⟨

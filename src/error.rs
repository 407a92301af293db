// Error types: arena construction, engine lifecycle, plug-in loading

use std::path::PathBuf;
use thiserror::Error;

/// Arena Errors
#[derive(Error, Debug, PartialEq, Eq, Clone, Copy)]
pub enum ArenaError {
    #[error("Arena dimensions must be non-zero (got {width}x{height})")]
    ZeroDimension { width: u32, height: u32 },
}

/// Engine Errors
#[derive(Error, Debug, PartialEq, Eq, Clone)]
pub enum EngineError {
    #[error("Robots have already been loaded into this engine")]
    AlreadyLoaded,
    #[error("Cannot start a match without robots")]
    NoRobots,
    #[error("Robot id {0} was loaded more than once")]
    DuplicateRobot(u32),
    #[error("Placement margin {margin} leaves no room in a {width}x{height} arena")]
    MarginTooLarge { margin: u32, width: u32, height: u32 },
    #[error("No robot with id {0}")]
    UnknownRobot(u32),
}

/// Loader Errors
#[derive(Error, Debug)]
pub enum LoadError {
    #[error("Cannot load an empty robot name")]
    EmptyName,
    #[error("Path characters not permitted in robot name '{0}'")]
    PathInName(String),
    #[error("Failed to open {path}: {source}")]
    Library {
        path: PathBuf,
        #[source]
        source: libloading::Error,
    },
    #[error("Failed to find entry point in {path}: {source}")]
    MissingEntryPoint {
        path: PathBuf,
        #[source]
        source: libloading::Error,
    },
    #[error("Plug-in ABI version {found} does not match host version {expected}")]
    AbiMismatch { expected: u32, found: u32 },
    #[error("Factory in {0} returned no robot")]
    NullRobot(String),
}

⟩
⟨

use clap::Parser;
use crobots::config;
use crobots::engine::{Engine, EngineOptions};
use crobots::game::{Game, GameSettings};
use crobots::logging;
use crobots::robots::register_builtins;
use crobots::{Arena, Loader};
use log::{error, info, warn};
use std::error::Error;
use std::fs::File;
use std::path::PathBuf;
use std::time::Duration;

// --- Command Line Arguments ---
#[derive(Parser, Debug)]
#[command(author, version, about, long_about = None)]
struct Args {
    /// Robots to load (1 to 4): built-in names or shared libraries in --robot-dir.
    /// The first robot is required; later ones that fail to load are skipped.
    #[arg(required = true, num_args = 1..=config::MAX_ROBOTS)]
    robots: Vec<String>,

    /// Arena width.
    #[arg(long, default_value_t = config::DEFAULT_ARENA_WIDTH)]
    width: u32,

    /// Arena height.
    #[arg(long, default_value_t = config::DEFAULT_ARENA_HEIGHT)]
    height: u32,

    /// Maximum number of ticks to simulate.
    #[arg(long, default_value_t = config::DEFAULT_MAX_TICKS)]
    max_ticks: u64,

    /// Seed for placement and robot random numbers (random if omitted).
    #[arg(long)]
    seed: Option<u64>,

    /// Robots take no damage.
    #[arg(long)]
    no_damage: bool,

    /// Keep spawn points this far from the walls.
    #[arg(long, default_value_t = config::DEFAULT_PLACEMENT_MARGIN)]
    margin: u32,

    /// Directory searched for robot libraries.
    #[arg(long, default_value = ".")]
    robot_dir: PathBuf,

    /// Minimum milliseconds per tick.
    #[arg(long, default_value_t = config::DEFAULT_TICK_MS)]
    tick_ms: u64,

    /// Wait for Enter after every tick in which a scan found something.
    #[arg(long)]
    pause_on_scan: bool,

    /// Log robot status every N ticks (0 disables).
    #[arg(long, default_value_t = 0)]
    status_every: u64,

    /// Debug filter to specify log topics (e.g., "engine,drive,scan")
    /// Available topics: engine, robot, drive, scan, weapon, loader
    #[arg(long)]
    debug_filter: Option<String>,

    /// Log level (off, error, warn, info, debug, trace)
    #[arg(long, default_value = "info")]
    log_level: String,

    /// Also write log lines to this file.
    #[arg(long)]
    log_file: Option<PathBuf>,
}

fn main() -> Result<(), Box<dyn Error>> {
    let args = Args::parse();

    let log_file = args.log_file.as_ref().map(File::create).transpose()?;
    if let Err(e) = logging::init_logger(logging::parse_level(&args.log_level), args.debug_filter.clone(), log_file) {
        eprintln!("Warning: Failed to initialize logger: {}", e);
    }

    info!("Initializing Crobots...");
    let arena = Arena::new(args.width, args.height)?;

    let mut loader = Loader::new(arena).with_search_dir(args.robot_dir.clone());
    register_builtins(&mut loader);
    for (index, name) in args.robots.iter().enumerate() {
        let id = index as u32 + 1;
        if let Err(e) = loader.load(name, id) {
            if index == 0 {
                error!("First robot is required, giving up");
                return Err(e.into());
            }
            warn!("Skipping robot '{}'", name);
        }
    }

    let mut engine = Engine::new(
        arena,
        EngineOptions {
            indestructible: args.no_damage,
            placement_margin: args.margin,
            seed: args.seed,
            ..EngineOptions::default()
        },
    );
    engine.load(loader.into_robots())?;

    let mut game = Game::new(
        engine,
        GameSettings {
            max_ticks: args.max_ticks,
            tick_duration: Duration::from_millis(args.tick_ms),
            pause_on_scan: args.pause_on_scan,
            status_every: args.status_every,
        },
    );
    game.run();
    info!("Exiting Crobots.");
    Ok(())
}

⟩
⟨

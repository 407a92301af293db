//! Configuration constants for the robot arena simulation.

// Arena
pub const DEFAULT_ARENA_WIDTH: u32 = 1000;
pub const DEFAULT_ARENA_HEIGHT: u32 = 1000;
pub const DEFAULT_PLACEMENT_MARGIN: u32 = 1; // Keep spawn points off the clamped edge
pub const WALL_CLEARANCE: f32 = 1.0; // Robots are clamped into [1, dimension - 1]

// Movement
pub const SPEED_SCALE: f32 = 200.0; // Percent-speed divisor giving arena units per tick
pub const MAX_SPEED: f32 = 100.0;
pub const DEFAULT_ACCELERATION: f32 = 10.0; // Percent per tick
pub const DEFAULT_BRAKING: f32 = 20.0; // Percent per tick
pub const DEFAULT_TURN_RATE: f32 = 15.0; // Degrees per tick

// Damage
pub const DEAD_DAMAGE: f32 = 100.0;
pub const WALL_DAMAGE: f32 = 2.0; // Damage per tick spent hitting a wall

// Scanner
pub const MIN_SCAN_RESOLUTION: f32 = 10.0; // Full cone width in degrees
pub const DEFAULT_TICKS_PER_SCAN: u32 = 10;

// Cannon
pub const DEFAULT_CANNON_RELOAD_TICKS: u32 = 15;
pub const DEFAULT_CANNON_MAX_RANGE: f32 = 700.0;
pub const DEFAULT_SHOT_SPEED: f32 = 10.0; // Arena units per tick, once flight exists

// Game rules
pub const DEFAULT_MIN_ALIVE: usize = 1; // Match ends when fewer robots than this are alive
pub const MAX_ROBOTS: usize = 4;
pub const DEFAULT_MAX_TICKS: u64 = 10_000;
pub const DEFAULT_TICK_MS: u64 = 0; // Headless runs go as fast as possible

⟩

Instructions to follow:
In the data above, which lines include "libraries"? Return those lines.

The answer:
    /// Robots to load (1 to 4): built-in names or shared libraries in --robot-dir.
    /// Directory searched for robot libraries.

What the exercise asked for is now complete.